The scientist who discovered LSD.

Turns 100.
"It's very, very dangerous to lose contact with living nature," [Albert Hofmann] said, listing to the right in a green armchair that looked out over frost-dusted fields and snow-laced trees. A glass pitcher held a bouquet of roses on the coffee table before him. "In the big cities, there are people who have never seen living nature, all things are products of humans," he said. "The bigger the town, the less they see and understand nature." And, yes, he said, LSD, which he calls his "problem child," could help reconnect people to the universe.
But no, he doesn't want you and me to have access to the substance for our private experiences with the universe:
But Mr. Hofmann ... is frustrated by the worldwide prohibition that has pushed it underground. "It was used very successfully for 10 years in psychoanalysis," he said, adding that the drug was hijacked by the youth movement of the 1960's and then demonized by the establishment that the movement opposed. He said LSD could be dangerous and called its distribution by Timothy Leary and others "a crime.

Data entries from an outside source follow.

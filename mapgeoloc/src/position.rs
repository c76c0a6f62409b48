//! Position and heading values pushed into the layer.

use std::sync::Arc;

use serde::{Deserialize, Serialize};

use crate::geo::{bounds_from_center_and_radius, Bounds, LngLat};

/// Compass heading in degrees, clockwise from map north (0–360).
///
/// Callers supply an already-normalized value; the layer never wraps it.
pub type Heading = f64;

/// A position shared between the provider, the layer and listeners.
///
/// The layer's idempotence check compares the `Arc` pointer, not the contents.
pub type SharedPosition = Arc<Position>;

/// A geographic position with optional accuracy, timestamp and floor.
#[derive(Debug, Clone, PartialEq, Serialize, Deserialize)]
pub struct Position {
    /// Longitude in degrees
    pub lng: f64,
    /// Latitude in degrees
    pub lat: f64,
    /// Accuracy radius in meters
    #[serde(default, skip_serializing_if = "Option::is_none")]
    pub accuracy: Option<f64>,
    /// Milliseconds since the Unix epoch
    #[serde(default, skip_serializing_if = "Option::is_none")]
    pub timestamp: Option<i64>,
    /// Floor index, only meaningful with a floor overlay
    #[serde(default, skip_serializing_if = "Option::is_none")]
    pub level: Option<i32>,
}

impl Position {
    /// Create a position without accuracy, timestamp or level.
    pub fn new(lng: f64, lat: f64) -> Self {
        Self {
            lng,
            lat,
            accuracy: None,
            timestamp: None,
            level: None,
        }
    }

    /// Set the accuracy radius in meters.
    pub fn with_accuracy(mut self, accuracy: f64) -> Self {
        self.accuracy = Some(accuracy);
        self
    }

    /// Set the timestamp in milliseconds since the Unix epoch.
    pub fn with_timestamp(mut self, timestamp: i64) -> Self {
        self.timestamp = Some(timestamp);
        self
    }

    /// Set the floor index.
    pub fn with_level(mut self, level: i32) -> Self {
        self.level = Some(level);
        self
    }

    /// Wrap into a [`SharedPosition`].
    pub fn shared(self) -> SharedPosition {
        Arc::new(self)
    }

    /// The coordinate part of the position.
    pub fn lng_lat(&self) -> LngLat {
        LngLat::new(self.lng, self.lat)
    }

    /// Bounding box of the accuracy circle.
    ///
    /// A missing or zero accuracy is replaced by `default_accuracy`.
    pub fn accuracy_bounds(&self, default_accuracy: f64) -> Bounds {
        let radius = match self.accuracy {
            Some(accuracy) if accuracy != 0.0 => accuracy,
            _ => default_accuracy,
        };
        bounds_from_center_and_radius(self.lng_lat(), radius)
    }
}

impl From<LngLat> for Position {
    fn from(lng_lat: LngLat) -> Self {
        Self::new(lng_lat.lng, lng_lat.lat)
    }
}
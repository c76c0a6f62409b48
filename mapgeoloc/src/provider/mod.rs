//! Position providers
//!
//! A provider is an external source of position and heading updates. It is
//! started and stopped by the [`GeolocationControl`](crate::GeolocationControl)
//! and pushes [`ProviderEvent`]s into a [`ProviderSink`]. The control drains
//! the sink and applies each event to the map as a fresh top-level mutation,
//! so a provider never runs inside a render pass.
//!
//! # Providers
//!
//! | Provider              | Source                                          |
//! |-----------------------|-------------------------------------------------|
//! | [`SimulatorProvider`] | straight route sampled every few meters, looped |
//! | [`ReplayProvider`]    | JSON array of recorded positions, played once   |
//! | [`ManualProvider`]    | host code pushing through a [`ManualHandle`]    |
//!
//! Stopping is a logical request: events already queued in the sink are
//! still delivered.

mod manual;
mod replay;
mod simulator;

pub use manual::{ManualHandle, ManualProvider};
pub use replay::{ReplayError, ReplayProvider, ReplaySample};
pub use simulator::SimulatorProvider;

use std::time::Duration;

use tokio::sync::mpsc;

use crate::position::{Heading, Position, SharedPosition};

/// Shortest delay between two timed emissions. `tokio::time::interval`
/// rejects a zero period.
pub const MIN_PROVIDER_INTERVAL: Duration = Duration::from_millis(1);

/// A single update pushed by a provider.
#[derive(Debug, Clone, PartialEq)]
pub enum ProviderEvent {
    /// `position.changed`
    Position(Option<SharedPosition>),
    /// `heading.changed`
    Heading(Option<Heading>),
}

impl ProviderEvent {
    /// Event name as emitted by the provider.
    pub fn as_str(&self) -> &'static str {
        match self {
            ProviderEvent::Position(_) => "position.changed",
            ProviderEvent::Heading(_) => "heading.changed",
        }
    }
}

/// Sending half of the provider channel.
#[derive(Debug, Clone)]
pub struct ProviderSink {
    tx: mpsc::UnboundedSender<ProviderEvent>,
}

/// Receiving half of the provider channel.
pub type ProviderEvents = mpsc::UnboundedReceiver<ProviderEvent>;

/// Create a connected sink/receiver pair.
pub fn provider_channel() -> (ProviderSink, ProviderEvents) {
    let (tx, rx) = mpsc::unbounded_channel();
    (ProviderSink { tx }, rx)
}

impl ProviderSink {
    /// Push an event. Returns `false` once the receiving side is gone.
    pub fn send(&self, event: ProviderEvent) -> bool {
        self.tx.send(event).is_ok()
    }

    /// Push a new position.
    pub fn position(&self, position: Position) -> bool {
        self.send(ProviderEvent::Position(Some(position.shared())))
    }

    /// Push a new heading.
    pub fn heading(&self, heading: Heading) -> bool {
        self.send(ProviderEvent::Heading(Some(heading)))
    }

    /// Whether the receiving side has been dropped.
    pub fn is_closed(&self) -> bool {
        self.tx.is_closed()
    }
}

/// A source of position and heading updates.
///
/// `start` and `stop` must not block. Implementations that produce events
/// over time spawn a task on the current tokio runtime.
pub trait PositionProvider: Send {
    /// Short name used in logs.
    fn name(&self) -> &str;

    /// Hand the provider the sink it pushes into. Replaces any previous sink.
    fn connect(&mut self, sink: ProviderSink);

    /// Drop the sink. Later pushes are discarded.
    fn disconnect(&mut self);

    /// Begin producing updates.
    fn start(&mut self);

    /// Stop producing updates.
    fn stop(&mut self);
}
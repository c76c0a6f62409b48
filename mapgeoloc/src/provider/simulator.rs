//! Route simulator
//!
//! Walks a straight great-circle route between two points, emitting one
//! position (with a fixed accuracy) and one heading per tick. When the end
//! of the route is reached it starts over from the first sample.

use std::sync::atomic::{AtomicUsize, Ordering};
use std::sync::Arc;
use std::time::Duration;

use tokio::runtime::Handle;
use tokio::task::JoinHandle;
use tracing::{debug, info, warn};

use super::{PositionProvider, ProviderSink, MIN_PROVIDER_INTERVAL};
use crate::config::SimulationSettings;
use crate::geo::{sample_route, LngLat};
use crate::position::Position;

/// Simulated provider following a sampled route.
#[derive(Debug)]
pub struct SimulatorProvider {
    samples: Arc<Vec<LngLat>>,
    interval: Duration,
    accuracy_m: f64,
    heading: f64,
    cursor: Arc<AtomicUsize>,
    sink: Option<ProviderSink>,
    task: Option<JoinHandle<()>>,
}

impl SimulatorProvider {
    /// Sample the route from `start` to `end` using `settings`.
    pub fn new(start: LngLat, end: LngLat, settings: &SimulationSettings) -> Self {
        let samples = sample_route(start, end, settings.step_m);
        debug!(
            samples = samples.len(),
            step_m = settings.step_m,
            "Sampled simulator route"
        );

        Self {
            samples: Arc::new(samples),
            interval: settings.interval.max(MIN_PROVIDER_INTERVAL),
            accuracy_m: settings.accuracy_m,
            heading: settings.heading,
            cursor: Arc::new(AtomicUsize::new(0)),
            sink: None,
            task: None,
        }
    }

    /// Delay between two emitted samples.
    pub fn interval(&self) -> Duration {
        self.interval
    }

    /// Route samples, start point first.
    pub fn samples(&self) -> &[LngLat] {
        &self.samples
    }

    /// Index of the next sample to emit.
    pub fn cursor(&self) -> usize {
        self.cursor.load(Ordering::Relaxed)
    }

    /// Whether the emitting task is alive.
    pub fn is_running(&self) -> bool {
        self.task.as_ref().is_some_and(|task| !task.is_finished())
    }
}

impl PositionProvider for SimulatorProvider {
    fn name(&self) -> &str {
        "simulator"
    }

    fn connect(&mut self, sink: ProviderSink) {
        self.sink = Some(sink);
    }

    fn disconnect(&mut self) {
        self.sink = None;
    }

    fn start(&mut self) {
        if self.is_running() {
            debug!("Simulator already running");
            return;
        }
        let Some(sink) = self.sink.clone() else {
            warn!("Simulator started without a sink, ignoring");
            return;
        };
        let Ok(runtime) = Handle::try_current() else {
            warn!("Simulator started outside a tokio runtime, ignoring");
            return;
        };

        let samples = Arc::clone(&self.samples);
        let cursor = Arc::clone(&self.cursor);
        let interval = self.interval;
        let accuracy_m = self.accuracy_m;
        let heading = self.heading;

        info!(
            samples = samples.len(),
            interval_ms = interval.as_millis() as u64,
            "Simulator started"
        );

        self.task = Some(runtime.spawn(async move {
            let mut ticker = tokio::time::interval(interval);
            // First tick completes immediately; emit one interval after start
            ticker.tick().await;

            loop {
                ticker.tick().await;

                let index = cursor.load(Ordering::Relaxed) % samples.len();
                let point = samples[index];
                let position = Position::from(point).with_accuracy(accuracy_m);

                if !sink.position(position) || !sink.heading(heading) {
                    debug!("Simulator sink closed, ending");
                    break;
                }

                cursor.store((index + 1) % samples.len(), Ordering::Relaxed);
            }
        }));
    }

    fn stop(&mut self) {
        if let Some(task) = self.task.take() {
            task.abort();
            info!(cursor = self.cursor(), "Simulator stopped");
        }
    }
}

impl Drop for SimulatorProvider {
    fn drop(&mut self) {
        if let Some(task) = self.task.take() {
            task.abort();
        }
    }
}

#[cfg(test)]
mod tests {
    use super::*;
    use crate::provider::{provider_channel, ProviderEvent};

    fn settings() -> SimulationSettings {
        SimulationSettings {
            interval: Duration::from_millis(300),
            step_m: 50.0,
            accuracy_m: 10.0,
            heading: 280.0,
        }
    }

    fn route() -> (LngLat, LngLat) {
        (
            LngLat::new(3.883528, 43.608749),
            LngLat::new(3.881970, 43.609040),
        )
    }

    #[test]
    fn test_route_is_sampled() {
        let (start, end) = route();
        let simulator = SimulatorProvider::new(start, end, &settings());

        // ~129 m in 50 m steps: start, 50 m, 100 m
        assert_eq!(simulator.samples().len(), 3);
        assert_eq!(simulator.samples()[0], start);
    }

    #[test]
    fn test_start_without_runtime_is_ignored() {
        let (start, end) = route();
        let mut simulator = SimulatorProvider::new(start, end, &settings());
        let (sink, _events) = provider_channel();
        simulator.connect(sink);

        simulator.start();
        assert!(!simulator.is_running());
    }

    #[tokio::test(start_paused = true)]
    async fn test_emits_position_then_heading_and_loops() {
        let (start, end) = route();
        let mut simulator = SimulatorProvider::new(start, end, &settings());
        let (sink, mut events) = provider_channel();
        simulator.connect(sink);
        simulator.start();

        let mut lng_lats = Vec::new();
        for _ in 0..4 {
            match events.recv().await {
                Some(ProviderEvent::Position(Some(position))) => {
                    assert_eq!(position.accuracy, Some(10.0));
                    lng_lats.push(position.lng_lat());
                }
                other => panic!("expected position, got {:?}", other),
            }
            assert_eq!(events.recv().await, Some(ProviderEvent::Heading(Some(280.0))));
        }

        simulator.stop();

        assert_eq!(lng_lats[0], start);
        assert_eq!(lng_lats[3], start, "route should loop after the last sample");
    }

    #[tokio::test(start_paused = true)]
    async fn test_stop_halts_emission_and_start_resumes() {
        let (start, end) = route();
        let mut simulator = SimulatorProvider::new(start, end, &settings());
        let (sink, mut events) = provider_channel();
        simulator.connect(sink);

        simulator.start();
        assert!(simulator.is_running());
        assert!(matches!(events.recv().await, Some(ProviderEvent::Position(_))));
        assert!(matches!(events.recv().await, Some(ProviderEvent::Heading(_))));

        simulator.stop();
        assert!(!simulator.is_running());

        tokio::time::sleep(Duration::from_secs(5)).await;
        assert!(events.try_recv().is_err());

        simulator.start();
        match events.recv().await {
            Some(ProviderEvent::Position(Some(position))) => {
                assert_eq!(position.lng_lat(), simulator.samples()[1]);
            }
            other => panic!("expected position, got {:?}", other),
        }
        simulator.stop();
    }

    #[tokio::test(start_paused = true)]
    async fn test_zero_interval_is_clamped() {
        let (start, end) = route();
        let settings = SimulationSettings {
            interval: Duration::ZERO,
            ..settings()
        };
        let mut simulator = SimulatorProvider::new(start, end, &settings);
        assert_eq!(simulator.interval(), MIN_PROVIDER_INTERVAL);

        let (sink, mut events) = provider_channel();
        simulator.connect(sink);
        simulator.start();

        let first = tokio::time::timeout(Duration::from_millis(500), events.recv()).await;
        assert!(matches!(first, Ok(Some(ProviderEvent::Position(Some(_))))));
        assert!(simulator.is_running());
        simulator.stop();
    }

    #[tokio::test(start_paused = true)]
    async fn test_double_start_spawns_once() {
        let (start, end) = route();
        let mut simulator = SimulatorProvider::new(start, end, &settings());
        let (sink, mut events) = provider_channel();
        simulator.connect(sink);

        simulator.start();
        simulator.start();

        tokio::time::sleep(Duration::from_millis(350)).await;
        simulator.stop();

        let mut received = 0;
        while events.try_recv().is_ok() {
            received += 1;
        }
        assert_eq!(received, 2, "one position and one heading");
    }
}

"It should be a controlled substance with the same status as morphine," he said.
How would that work? Would a psychotherapist have to sit by your side, trying to use your melted mental state to manipulate your mind away from your problems? Or could a soul with a disconnect from nature get a prescription to take home, with instructions to construct a suitable environment of roses, Mozart, and incense (to use the elements of Hofmann's own LSD experiment, described in the article)?

5 comments:

Ron said...

Imagine trying to describe the government on acid, using roses, Mozart, and incense to represent the legislative, executive and judicial branches respectively...

Well, who hasn't done that at some point?

Meade said...

HaloJonesFan: Well at least then you'd have an explanation that made some kind of sense...

at least until the acid wore off.

JohnF said...

I think what happens during the period of supervised use of the LSD is in many ways less important than the fact of the supervision itself.

In broad terms, for example, it's important that the user not be driving Ann's new Bugatti Veyron while unsupervised.

Edward Willett said...

There's a historical perspective on the use of LSD in psychiatric research online here . It caught my eye a few months ago because I grew up in Weyburn, Saskatchewan, where much of the research was done and where the doctor worked who coined the term "psychedelic."

My blog post, here, includes an old photo of the Saskatchewan Hospital where the work was carried out.

Pancho said...

A liter of vodka every day for months on end did much the same for me, although mine were "unguided trips".

Happily, clean and sober for 13 years now.